The city, for its part, is confident of getting the approvals-but it was confident that the Kingsbridge Armory would be approved as well-and we saw how that went: "The city is confident an agreement will be made on the new construction." WPU attorney Michael Gerrard has, as you would expect a rather different view-and believes that the project's traffic would cripple the Van Wyck.
As Gerrard told the News: "The project would completely debilitate the Van Wyck," said Michael Gerrard, a lawyer for the Willets Point Industry and Realty Association. "The amount of traffic would create a multi-mile, perpetual gridlock."The group vowed to continue fighting the city to keep it from taking the land. "It will be a very contentious year at Willets Point," Gerrard said."

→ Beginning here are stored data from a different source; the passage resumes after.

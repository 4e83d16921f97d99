// src/matrix/mod.rs

use crate::error::{MatrixOpsError, Result};
use log::debug;

// --- Implementation modules ---
mod accessors;
pub mod create;
mod traits;

pub use create::identity;

/// A dense two-dimensional matrix of `f64` values.
///
/// Elements are stored contiguously in row-major order: element `(i, j)`
/// lives at offset `i * cols + j` of the backing buffer.
///
/// Invariants held by every live `Matrix`:
/// - `rows >= 1` and `cols >= 1`;
/// - `data.len() == rows * cols`.
///
/// Each `Matrix` owns its buffer outright. `clone()` copies the elements, so
/// writing through one copy is never visible through another.
#[derive(Debug, Clone, PartialEq)]
pub struct Matrix {
    pub(crate) rows: usize,
    pub(crate) cols: usize,
    pub(crate) data: Vec<f64>,
}

impl Matrix {
    /// Creates a `rows x cols` matrix filled with `0.0`.
    ///
    /// Fails with [`MatrixOpsError::InvalidArgument`] if either dimension is zero
    /// or `rows * cols` overflows `usize`.
    pub fn new(rows: usize, cols: usize) -> Result<Self> {
        Self::full(rows, cols, 0.0)
    }

    /// Creates a `rows x cols` matrix with every element set to `init`.
    ///
    /// Fails with [`MatrixOpsError::InvalidArgument`] if either dimension is zero
    /// or `rows * cols` overflows `usize`.
    pub fn full(rows: usize, cols: usize, init: f64) -> Result<Self> {
        let numel = check_dims(rows, cols, "Matrix::full")?;
        Ok(Matrix::from_raw(rows, cols, vec![init; numel]))
    }

    /// Creates a matrix from a row-major buffer.
    ///
    /// The buffer length must equal `rows * cols`.
    pub fn from_vec(rows: usize, cols: usize, data: Vec<f64>) -> Result<Self> {
        let numel = check_dims(rows, cols, "Matrix::from_vec")?;
        if data.len() != numel {
            debug!(
                "Matrix::from_vec rejected: buffer of {} elements for {}x{}",
                data.len(),
                rows,
                cols
            );
            return Err(MatrixOpsError::invalid_argument(
                "Matrix::from_vec",
                format!(
                    "data length {} does not match shape {}x{}",
                    data.len(),
                    rows,
                    cols
                ),
            ));
        }
        Ok(Matrix::from_raw(rows, cols, data))
    }

    /// Creates a matrix from a slice of rows. All rows must share the length
    /// of the first one, which must be non-empty.
    pub fn from_rows(rows: &[Vec<f64>]) -> Result<Self> {
        let n_rows = rows.len();
        let n_cols = rows.first().map_or(0, Vec::len);
        let numel = check_dims(n_rows, n_cols, "Matrix::from_rows")?;

        let mut data = Vec::with_capacity(numel);
        for (i, row) in rows.iter().enumerate() {
            if row.len() != n_cols {
                debug!(
                    "Matrix::from_rows rejected: row {} has {} elements, expected {}",
                    i,
                    row.len(),
                    n_cols
                );
                return Err(MatrixOpsError::invalid_argument(
                    "Matrix::from_rows",
                    format!("row {} has length {}, expected {}", i, row.len(), n_cols),
                ));
            }
            data.extend_from_slice(row);
        }
        Ok(Matrix::from_raw(n_rows, n_cols, data))
    }

    /// Builds a matrix from parts that are already known to be consistent.
    /// Used by operations whose output shape derives from validated inputs.
    pub(crate) fn from_raw(rows: usize, cols: usize, data: Vec<f64>) -> Self {
        debug_assert!(rows >= 1 && cols >= 1);
        debug_assert_eq!(Some(data.len()), rows.checked_mul(cols));
        Matrix { rows, cols, data }
    }

    /// Row-major offset of `(i, j)`, or `OutOfRange` if the index is outside the matrix.
    #[inline]
    pub(crate) fn offset(&self, i: usize, j: usize) -> Result<usize> {
        if i >= self.rows || j >= self.cols {
            return Err(MatrixOpsError::OutOfRange {
                index: (i, j),
                shape: (self.rows, self.cols),
            });
        }
        Ok(i * self.cols + j)
    }
}

/// Rejects a zero row or column count (either one alone is enough) and a
/// `rows * cols` that does not fit in `usize`. Returns the element count.
pub(crate) fn check_dims(rows: usize, cols: usize, operation: &str) -> Result<usize> {
    if rows == 0 || cols == 0 {
        debug!("{} rejected: dimensions {}x{}", operation, rows, cols);
        return Err(MatrixOpsError::invalid_argument(
            operation,
            format!("matrix dimensions must be positive, got {}x{}", rows, cols),
        ));
    }
    rows.checked_mul(cols).ok_or_else(|| {
        debug!("{} rejected: dimensions {}x{} overflow", operation, rows, cols);
        MatrixOpsError::invalid_argument(
            operation,
            format!("matrix dimensions overflow: {}x{}", rows, cols),
        )
    })
}

#[cfg(test)]
#[path = "mod_test.rs"]
mod tests;
// examples/basic_matrix_ops.rs
//
// Builds a few matrices, runs every operation and prints the results.
// Run with `RUST_LOG=debug cargo run --example basic_matrix_ops` to see
// the operation tracing.

use log::{error, info};
use matrixops_core::{identity, Matrix, MatrixOpsError};

fn main() -> Result<(), MatrixOpsError> {
    env_logger::init();

    let a = Matrix::from_rows(&[vec![1.0, 2.0, 3.0], vec![4.0, 5.0, 6.0]])?;
    let b = Matrix::from_rows(&[vec![7.0, 8.0], vec![9.0, 10.0], vec![11.0, 12.0]])?;
    info!("Created a {:?} and b {:?}", a.shape(), b.shape());

    println!("a =\n{}", a);
    println!("b =\n{}", b);
    println!("a @ b =\n{}", a.matmul(&b)?);
    println!("a + a =\n{}", a.add(&a)?);
    println!("a * 0.5 =\n{:.2}", a.mul_scalar(0.5));
    println!("a^T =\n{}", a.transpose());
    println!("||a||_F = {:.4}", a.norm());

    let eye = identity(3)?;
    println!("I(3) =\n{}", eye);
    println!("a @ I(3) == a: {}", a.matmul(&eye)? == a);

    let mut c = Matrix::full(2, 2, 3.0)?;
    c.set(0, 1, -1.0)?;
    c[(1, 0)] = 2.5;
    println!("c =\n{}", c);

    // Shape errors are reported, not fatal.
    match a.add(&b) {
        Ok(_) => unreachable!("2x3 + 3x2 must be rejected"),
        Err(e) => error!("Expected failure: {}", e),
    }
    if let Err(e) = c.get(2, 0) {
        error!("Expected failure: {}", e);
    }

    let r = Matrix::rand_uniform(2, 3, -1.0, 1.0)?;
    println!("random 2x3 =\n{:.3}", r);

    Ok(())
}
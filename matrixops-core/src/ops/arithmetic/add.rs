// matrixops-core/src/ops/arithmetic/add.rs

use crate::error::{MatrixOpsError, Result};
use crate::matrix::Matrix;
use log::debug;

/// Performs element-wise addition of two matrices of identical shape.
///
/// Returns a new `Matrix`; neither input is modified. Fails with
/// [`MatrixOpsError::InvalidArgument`] if the row or column counts differ.
pub fn add_op(a: &Matrix, b: &Matrix) -> Result<Matrix> {
    debug!("add_op: {:?} + {:?}", a.shape(), b.shape());
    if a.shape() != b.shape() {
        debug!("add_op rejected: shapes {:?} and {:?} differ", a.shape(), b.shape());
        return Err(MatrixOpsError::invalid_argument(
            "add",
            format!(
                "matrix dimensions must match: {:?} vs {:?}",
                a.shape(),
                b.shape()
            ),
        ));
    }

    let result_data: Vec<f64> = a
        .data
        .iter()
        .zip(&b.data)
        .map(|(x, y)| x + y)
        .collect();

    Ok(Matrix::from_raw(a.rows, a.cols, result_data))
}

#[cfg(test)]
#[path = "add_test.rs"]
mod tests;
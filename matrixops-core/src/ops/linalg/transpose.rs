use crate::matrix::Matrix;
use log::trace;

/// Returns the transpose of `a`: shape `(cols, rows)` with `result(j, i) == a(i, j)`.
///
/// Unlike a strided view, this always copies into a new contiguous buffer.
pub fn transpose_op(a: &Matrix) -> Matrix {
    trace!("transpose_op: {:?}", a.shape());
    let (rows, cols) = a.shape();
    let mut output_data = Vec::with_capacity(rows * cols);
    // Walk the output in row-major order: output row j is input column j.
    for j in 0..cols {
        for i in 0..rows {
            output_data.push(a.data[i * cols + j]);
        }
    }
    Matrix::from_raw(cols, rows, output_data)
}

#[cfg(test)]
#[path = "transpose_test.rs"]
mod tests;
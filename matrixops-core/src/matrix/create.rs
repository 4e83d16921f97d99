// src/matrix/create.rs

use crate::error::{MatrixOpsError, Result};
use crate::matrix::{check_dims, Matrix};
use log::debug;
use num_traits::{One, Zero};
use rand::distributions::Uniform;
use rand::Rng;
use rand_distr::Normal;

/// Creates an `n x n` identity matrix.
///
/// `identity(0)` fails with the same error as a zero-dimension constructor.
pub fn identity(n: usize) -> Result<Matrix> {
    let mut result = Matrix::zeros(n, n)?;
    for i in 0..n {
        result.data[i * n + i] = f64::one();
    }
    Ok(result)
}

// Implementation block for Matrix creation methods (zeros, ones, random, etc.)
impl Matrix {
    /// Creates a new `Matrix` filled with zeros.
    pub fn zeros(rows: usize, cols: usize) -> Result<Self> {
        Self::full(rows, cols, f64::zero())
    }

    /// Creates a new `Matrix` filled with ones.
    pub fn ones(rows: usize, cols: usize) -> Result<Self> {
        Self::full(rows, cols, f64::one())
    }

    /// Same as the free function [`identity`].
    pub fn identity(n: usize) -> Result<Self> {
        identity(n)
    }

    /// Creates a matrix of samples drawn uniformly from `[low, high)` using the
    /// thread-local generator.
    pub fn rand_uniform(rows: usize, cols: usize, low: f64, high: f64) -> Result<Self> {
        Self::rand_uniform_with_rng(rows, cols, low, high, &mut rand::thread_rng())
    }

    /// Like [`Matrix::rand_uniform`] but draws from the supplied generator, which
    /// makes the result reproducible with a seeded RNG.
    pub fn rand_uniform_with_rng<R: Rng + ?Sized>(
        rows: usize,
        cols: usize,
        low: f64,
        high: f64,
        rng: &mut R,
    ) -> Result<Self> {
        let numel = check_dims(rows, cols, "Matrix::rand_uniform")?;
        // Uniform::new panics on an empty or non-finite range.
        if !(low < high && (high - low).is_finite()) {
            debug!("Matrix::rand_uniform rejected: range [{}, {})", low, high);
            return Err(MatrixOpsError::invalid_argument(
                "Matrix::rand_uniform",
                format!("invalid range [{}, {})", low, high),
            ));
        }
        let dist = Uniform::new(low, high);
        let data: Vec<f64> = rng.sample_iter(dist).take(numel).collect();
        Ok(Matrix::from_raw(rows, cols, data))
    }

    /// Creates a matrix of samples drawn from a normal distribution with the
    /// given mean and standard deviation, using the thread-local generator.
    pub fn randn(rows: usize, cols: usize, mean: f64, std_dev: f64) -> Result<Self> {
        Self::randn_with_rng(rows, cols, mean, std_dev, &mut rand::thread_rng())
    }

    /// Like [`Matrix::randn`] but draws from the supplied generator.
    pub fn randn_with_rng<R: Rng + ?Sized>(
        rows: usize,
        cols: usize,
        mean: f64,
        std_dev: f64,
        rng: &mut R,
    ) -> Result<Self> {
        let numel = check_dims(rows, cols, "Matrix::randn")?;
        let dist = Normal::new(mean, std_dev).map_err(|e| {
            debug!("Matrix::randn rejected: mean {}, std {}: {}", mean, std_dev, e);
            MatrixOpsError::invalid_argument(
                "Matrix::randn",
                format!("invalid normal parameters (mean {}, std {}): {}", mean, std_dev, e),
            )
        })?;
        let data: Vec<f64> = rng.sample_iter(dist).take(numel).collect();
        Ok(Matrix::from_raw(rows, cols, data))
    }
}

#[cfg(test)]
#[path = "create_test.rs"]
mod tests;
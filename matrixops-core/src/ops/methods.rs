// src/ops/methods.rs
// Method forms of the operations, delegating to the `_op` functions.

use crate::error::Result;
use crate::matrix::Matrix;
use crate::ops::arithmetic::{add_op, mul_scalar_op};
use crate::ops::linalg::{matmul_op, transpose_op};
use crate::ops::reduction::norm_op;

impl Matrix {
    /// Element-wise sum. See [`add_op`].
    #[allow(clippy::should_implement_trait)]
    pub fn add(&self, other: &Matrix) -> Result<Matrix> {
        add_op(self, other)
    }

    /// Matrix product `self @ other`. See [`matmul_op`].
    pub fn matmul(&self, other: &Matrix) -> Result<Matrix> {
        matmul_op(self, other)
    }

    /// Every element times `scalar`. See [`mul_scalar_op`].
    pub fn mul_scalar(&self, scalar: f64) -> Matrix {
        mul_scalar_op(self, scalar)
    }

    /// New matrix with rows and columns swapped. See [`transpose_op`].
    pub fn transpose(&self) -> Matrix {
        transpose_op(self)
    }

    /// Frobenius norm. See [`norm_op`].
    pub fn norm(&self) -> f64 {
        norm_op(self)
    }
}
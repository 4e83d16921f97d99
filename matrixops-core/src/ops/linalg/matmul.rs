// Linear-algebra product of two matrices.

use crate::error::{MatrixOpsError, Result};
use crate::matrix::{check_dims, Matrix};
use log::debug;
use num_traits::Zero;

/// Performs matrix multiplication C = A @ B.
/// A: [M, K], B: [K, N] -> C: [M, N]
///
/// Each output entry is accumulated into a zero-initialized sum in ascending
/// `k` order (naive triple loop), so results are bit-reproducible.
///
/// Fails with [`MatrixOpsError::InvalidArgument`] if `a.cols() != b.rows()`.
pub fn matmul_op(a: &Matrix, b: &Matrix) -> Result<Matrix> {
    debug!("matmul_op: {:?} @ {:?}", a.shape(), b.shape());
    if a.cols != b.rows {
        debug!(
            "matmul_op rejected: inner dimensions {} and {} differ",
            a.cols, b.rows
        );
        return Err(MatrixOpsError::invalid_argument(
            "matmul",
            format!(
                "inner dimensions incompatible: {:?} @ {:?} ({} != {})",
                a.shape(),
                b.shape(),
                a.cols,
                b.rows
            ),
        ));
    }

    let m = a.rows;
    let k = a.cols; // == b.rows
    let n = b.cols;

    let a_data = &a.data;
    let b_data = &b.data;
    let numel = check_dims(m, n, "matmul")?;
    let mut output_data = vec![f64::zero(); numel];

    for i in 0..m {
        for j in 0..n {
            let mut sum = f64::zero();
            for l in 0..k {
                sum += a_data[i * k + l] * b_data[l * n + j];
            }
            output_data[i * n + j] = sum;
        }
    }

    Ok(Matrix::from_raw(m, n, output_data))
}

#[cfg(test)]
#[path = "matmul_test.rs"]
mod tests;
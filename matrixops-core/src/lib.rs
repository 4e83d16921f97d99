//! # matrixops-core
//!
//! A dense, row-major matrix of `f64` values with bounds-checked element
//! access and a handful of arithmetic and structural operations.
//!
//! Every fallible operation returns a [`Result`] carrying a [`MatrixOpsError`];
//! nothing in the crate panics on bad input except the `Index`/`IndexMut`
//! sugar, which mirrors slice indexing.
//!
//! ```
//! use matrixops_core::{identity, Matrix};
//!
//! let a = Matrix::from_rows(&[vec![1.0, 2.0], vec![3.0, 4.0]]).unwrap();
//! let i = identity(2).unwrap();
//! assert_eq!(a.matmul(&i).unwrap(), a);
//! assert_eq!(a.transpose().get(0, 1).unwrap(), 3.0);
//! ```

pub mod error;
pub mod matrix;
pub mod ops;
pub mod utils;

// Re-export the main types so they are reachable as `matrixops_core::Matrix`
pub use error::{ErrorKind, MatrixOpsError, Result};
pub use matrix::{identity, Matrix};
// Re-export traits required by public trait impls
pub use approx;
pub use num_traits;
//! # Matrix Operations Module (`ops`)
//!
//! Operations on [`Matrix`](crate::Matrix) values, grouped by category.
//!
//! ## Structure:
//!
//! - **Submodules:** Operations are grouped logically (`arithmetic`, `linalg`, `reduction`).
//! - **`_op` Functions:** Each operation has a core function named `xxx_op` that validates
//!   its operands and computes a freshly allocated result. The same operations are
//!   available as methods on `Matrix` (`a.add(&b)`, `a.matmul(&b)`, `a.transpose()`, ...),
//!   which simply delegate here.
//! - Inputs are never mutated. A rejected operation returns its error before any
//!   output buffer is allocated.
//!
//! ## Key Submodules:
//!
//! - [`arithmetic`]: Element-wise addition and scalar multiplication.
//! - [`linalg`]: Matrix product and transpose.
//! - [`reduction`]: Reductions to a scalar (Frobenius norm).

pub mod arithmetic;
pub mod linalg;
pub mod reduction;

mod methods;
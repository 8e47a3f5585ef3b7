table! {
    installments (id) {
        id -> Uuid,
        loan_id -> Uuid,
        week_number -> Int4,
        due_date -> Date,
        amount -> Numeric,
        paid -> Bool,
    }
}

table! {
    loans (id) {
        id -> Uuid,
        principal -> Numeric,
        interest_rate -> Numeric,
        term_weeks -> Int4,
        weekly_amount -> Numeric,
        start_date -> Date,
        is_active -> Bool,
        created_at -> Timestamptz,
    }
}

table! {
    payment_installments (payment_id, installment_id) {
        payment_id -> Uuid,
        installment_id -> Uuid,
    }
}

table! {
    payments (id) {
        id -> Uuid,
        loan_id -> Uuid,
        amount -> Numeric,
        payment_date -> Timestamptz,
        idempotency_key -> Nullable<Varchar>,
    }
}

joinable!(installments -> loans (loan_id));
joinable!(payments -> loans (loan_id));
joinable!(payment_installments -> payments (payment_id));
joinable!(payment_installments -> installments (installment_id));

allow_tables_to_appear_in_same_query!(
    installments,
    loans,
    payment_installments,
    payments,
);
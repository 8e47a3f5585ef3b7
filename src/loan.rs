use bigdecimal::BigDecimal;
use diesel::Connection;
use diesel::prelude::*;
use serde::Serialize;

use crate::db;
use crate::installment::{Installment, InstallmentRow, NewInstallment};
use crate::schema::{installments, loans};
use crate::types::{Date, Id, Time};

#[derive(Queryable, Identifiable, Debug, Serialize)]
pub struct Loan {
	pub id: Id,
	pub principal: BigDecimal,
	pub interest_rate: BigDecimal,
	pub term_weeks: i32,
	// settled once at creation from principal, rate and term; never recomputed
	pub weekly_amount: BigDecimal,
	pub start_date: Date,
	pub is_active: bool,
	pub created_at: Time,
}

#[derive(Insertable)]
#[table_name = "loans"]
pub struct NewLoan {
	pub principal: BigDecimal,
	pub interest_rate: BigDecimal,
	pub term_weeks: i32,
	pub weekly_amount: BigDecimal,
	pub start_date: Date,
	pub is_active: bool,
}

pub struct Repo {
	db: db::PgPool,
}

impl Repo {
	pub fn new(db: db::PgPool) -> Self {
		Repo { db }
	}

	/// Insert the loan and its whole repayment schedule as one transaction.
	/// The generated loan id and creation timestamp are captured from the
	/// insert; any failed row rolls back everything.
	pub fn create(&self, new_loan: NewLoan, schedule: &[NewInstallment]) -> db::Result<Loan> {
		let conn = &self.db.get()?;
		conn.transaction::<Loan, db::Error, _>(|| {
			let loan: Loan = diesel::insert_into(loans::table)
				.values(&new_loan)
				.get_result(conn)?;

			let rows: Vec<InstallmentRow> = schedule.iter()
				.map(|inst| InstallmentRow {
					loan_id: &loan.id,
					week_number: inst.week_number,
					due_date: inst.due_date,
					amount: &inst.amount,
					paid: false,
				})
				.collect();
			diesel::insert_into(installments::table)
				.values(&rows)
				.execute(conn)?;

			Ok(loan)
		})
	}

	pub fn find_by_id(&self, id: &Id) -> db::Result<Loan> {
		let conn = &self.db.get()?;
		loans::table
			.filter(loans::id.eq(id))
			.filter(loans::is_active.eq(true))
			.first(conn)
			.map_err(Into::into)
	}

	/// Installments ordered by week number ascending. The ordering is
	/// load-bearing: delinquency and overdue-sum logic depend on it.
	pub fn installments(&self, loan_id: &Id) -> db::Result<Vec<Installment>> {
		let conn = &self.db.get()?;
		installments::table
			.filter(installments::loan_id.eq(loan_id))
			.order(installments::week_number.asc())
			.load::<Installment>(conn)
			.map_err(Into::into)
	}

	/// Bulk-set paid=true for the given installments. An empty id set is a
	/// no-op. Returns how many rows actually flipped; rows that were already
	/// paid are left alone and not counted.
	pub fn mark_installments_paid(&self, ids: &[Id]) -> db::Result<usize> {
		if ids.is_empty() {
			return Ok(0);
		}
		let conn = &self.db.get()?;
		diesel::update(
			installments::table
				.filter(installments::id.eq_any(ids))
				.filter(installments::paid.eq(false)),
		)
			.set(installments::paid.eq(true))
			.execute(conn)
			.map_err(Into::into)
	}
}
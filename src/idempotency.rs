use std::{env, fmt, thread};
use std::time::Duration;

use dotenv::dotenv;
use log::warn;
use r2d2;

pub use self::memory::MemoryStore;

pub type Result<T> = std::result::Result<T, Error>;
pub type RedisPool = r2d2::Pool<redis::Client>;

/// Value a key holds between reservation and confirmation.
const RESERVED: &str = "reserved";

/// Key registration for payment deduplication.
///
/// `acquire` is an atomic set-if-absent reservation taken before the ledger
/// commit; `confirm` overwrites the reservation with the payment id once the
/// commit succeeds; `release` drops a reservation whose payment never
/// committed. A key that is present, reserved or confirmed, marks the request
/// as already processed.
pub trait Store {
	/// Reserve the key if it is absent. Returns false when the key is already
	/// registered.
	fn acquire(&self, key: &str, ttl: Duration) -> Result<bool>;
	fn confirm(&self, key: &str, value: &str, ttl: Duration) -> Result<()>;
	fn release(&self, key: &str) -> Result<()>;
	fn get(&self, key: &str) -> Result<Option<String>>;
}

/// Get a pooled connection to redis, retrying with linear backoff
///
/// `REDIS_URL` must be set in the environment
/// Loads `.env` file in the environment's directory
pub fn redis_connection() -> RedisPool {
	dotenv().ok();
	let redis_url = env::var("REDIS_URL").expect("REDIS_URL must be set");

	let mut attempt = 0;
	loop {
		let client = redis::Client::open(redis_url.as_str()).expect("invalid REDIS_URL");
		match r2d2::Pool::builder().build(client) {
			Ok(pool) => return pool,
			Err(e) => {
				attempt += 1;
				if attempt >= 5 {
					panic!("failed to connect to redis: {}", e);
				}
				warn!("redis connection attempt {} failed: {}", attempt, e);
				thread::sleep(Duration::from_secs(attempt));
			}
		}
	}
}

pub struct RedisStore {
	pool: RedisPool,
}

impl RedisStore {
	pub fn new(pool: RedisPool) -> Self {
		RedisStore { pool }
	}
}

impl Store for RedisStore {
	fn acquire(&self, key: &str, ttl: Duration) -> Result<bool> {
		let mut conn = self.pool.get()?;
		// SET key reserved NX EX ttl; a nil reply means the key already exists
		let reply: Option<String> = redis::cmd("SET")
			.arg(key)
			.arg(RESERVED)
			.arg("NX")
			.arg("EX")
			.arg(ttl.as_secs())
			.query(&mut *conn)?;
		Ok(reply.is_some())
	}

	fn confirm(&self, key: &str, value: &str, ttl: Duration) -> Result<()> {
		let mut conn = self.pool.get()?;
		redis::cmd("SET")
			.arg(key)
			.arg(value)
			.arg("EX")
			.arg(ttl.as_secs())
			.query::<()>(&mut *conn)?;
		Ok(())
	}

	fn release(&self, key: &str) -> Result<()> {
		let mut conn = self.pool.get()?;
		redis::cmd("DEL").arg(key).query::<()>(&mut *conn)?;
		Ok(())
	}

	fn get(&self, key: &str) -> Result<Option<String>> {
		let mut conn = self.pool.get()?;
		redis::cmd("GET").arg(key).query(&mut *conn).map_err(Into::into)
	}
}

/// Error that can occur when talking to the idempotency store
#[derive(Debug)]
pub enum Error {
	Connection(String),
	Command(redis::RedisError),
}

impl fmt::Display for Error {
	fn fmt(&self, f: &mut fmt::Formatter) -> fmt::Result {
		match self {
			Error::Connection(e) => write!(f, "opening redis connection: {}", e),
			Error::Command(e) => write!(f, "redis command: {}", e),
		}
	}
}

impl From<r2d2::Error> for Error {
	fn from(e: r2d2::Error) -> Self {
		Error::Connection(e.to_string())
	}
}

impl From<redis::RedisError> for Error {
	fn from(e: redis::RedisError) -> Self {
		Error::Command(e)
	}
}

pub mod memory {
	use std::collections::HashMap;
	use std::sync::Mutex;
	use std::time::{Duration, Instant};

	use super::{Result, Store, RESERVED};

	/// In-memory stand-in for the redis store; used by tests and local runs
	/// that have no redis at hand.
	#[derive(Default)]
	pub struct MemoryStore {
		entries: Mutex<HashMap<String, (String, Instant)>>,
	}

	impl MemoryStore {
		pub fn new() -> Self {
			Default::default()
		}
	}

	impl Store for MemoryStore {
		fn acquire(&self, key: &str, ttl: Duration) -> Result<bool> {
			let mut entries = self.entries.lock().unwrap();
			let now = Instant::now();
			entries.retain(|_, (_, deadline)| *deadline > now);
			if entries.contains_key(key) {
				return Ok(false);
			}
			entries.insert(key.to_string(), (RESERVED.to_string(), now + ttl));
			Ok(true)
		}

		fn confirm(&self, key: &str, value: &str, ttl: Duration) -> Result<()> {
			let mut entries = self.entries.lock().unwrap();
			entries.insert(key.to_string(), (value.to_string(), Instant::now() + ttl));
			Ok(())
		}

		fn release(&self, key: &str) -> Result<()> {
			let mut entries = self.entries.lock().unwrap();
			entries.remove(key);
			Ok(())
		}

		fn get(&self, key: &str) -> Result<Option<String>> {
			let entries = self.entries.lock().unwrap();
			let now = Instant::now();
			Ok(entries.get(key)
				.filter(|(_, deadline)| *deadline > now)
				.map(|(value, _)| value.clone()))
		}
	}
}

#[cfg(test)]
mod tests {
	use super::*;

	const TTL: Duration = Duration::from_secs(60);

	#[test]
	fn acquire_reserves_a_fresh_key() {
		let store = MemoryStore::new();
		assert!(store.acquire("key-1", TTL).unwrap());
		assert_eq!(store.get("key-1").unwrap().as_deref(), Some(RESERVED));
	}

	#[test]
	fn acquire_rejects_a_registered_key() {
		let store = MemoryStore::new();
		assert!(store.acquire("key-1", TTL).unwrap());
		assert!(!store.acquire("key-1", TTL).unwrap());
	}

	#[test]
	fn released_key_can_be_acquired_again() {
		let store = MemoryStore::new();
		assert!(store.acquire("key-1", TTL).unwrap());
		store.release("key-1").unwrap();
		assert!(store.acquire("key-1", TTL).unwrap());
	}

	#[test]
	fn confirm_overwrites_the_reservation() {
		let store = MemoryStore::new();
		assert!(store.acquire("key-1", TTL).unwrap());
		store.confirm("key-1", "payment-id", TTL).unwrap();
		assert_eq!(store.get("key-1").unwrap().as_deref(), Some("payment-id"));
		// still registered: a replay must not re-acquire
		assert!(!store.acquire("key-1", TTL).unwrap());
	}

	#[test]
	fn expired_key_can_be_acquired_again() {
		let store = MemoryStore::new();
		assert!(store.acquire("key-1", Duration::from_secs(0)).unwrap());
		assert!(store.acquire("key-1", TTL).unwrap());
	}
}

But back to the AMR report for a moment. What Brian Ketcham, the WPU's traffic consultant has already found, is that the geniuses who did the report believe that by 2017 traffic will be 2% less than it is today-something that is not only counter-intuitive, but nuts. As more and more community and environmental groups become aware of the fraud-something that we hope to expose in an open review process-the hue and cry over this hoodwinking will continue to build.
And then there's the little issue of Claire Shulman's illegal lobbying effort: " In July, a city-funded group that pushed to rezone the former ash-dumping site was hit with a record $59,090 fine because its leader, former Queens Borough President Claire Shulman, didn't register as a lobbyist. Her organization, the Flushing Willets Point Corona Local Development Corp., got $250,000 in city funds over two years to sway City Council members to vote for the redevelopment plan."
Going unmentioned in this story, however, is the fact that the Shulman front group is under investigation by the state AG-and, at least according to the Times' Jim Dwyer, this is a fight that won't go away quickly. Any significant penalty and censure could color how the Willets Point plan is perceived-and could help to undermine its sustainability.
At the end of this process, we believe that the city will have to go back to the drawing board to re-do the entire environmental review; something that the state, the feds, or perhaps the courts will force it to do. The era of collusion, phony grass roots lobbying, and dummied up reports is about to end.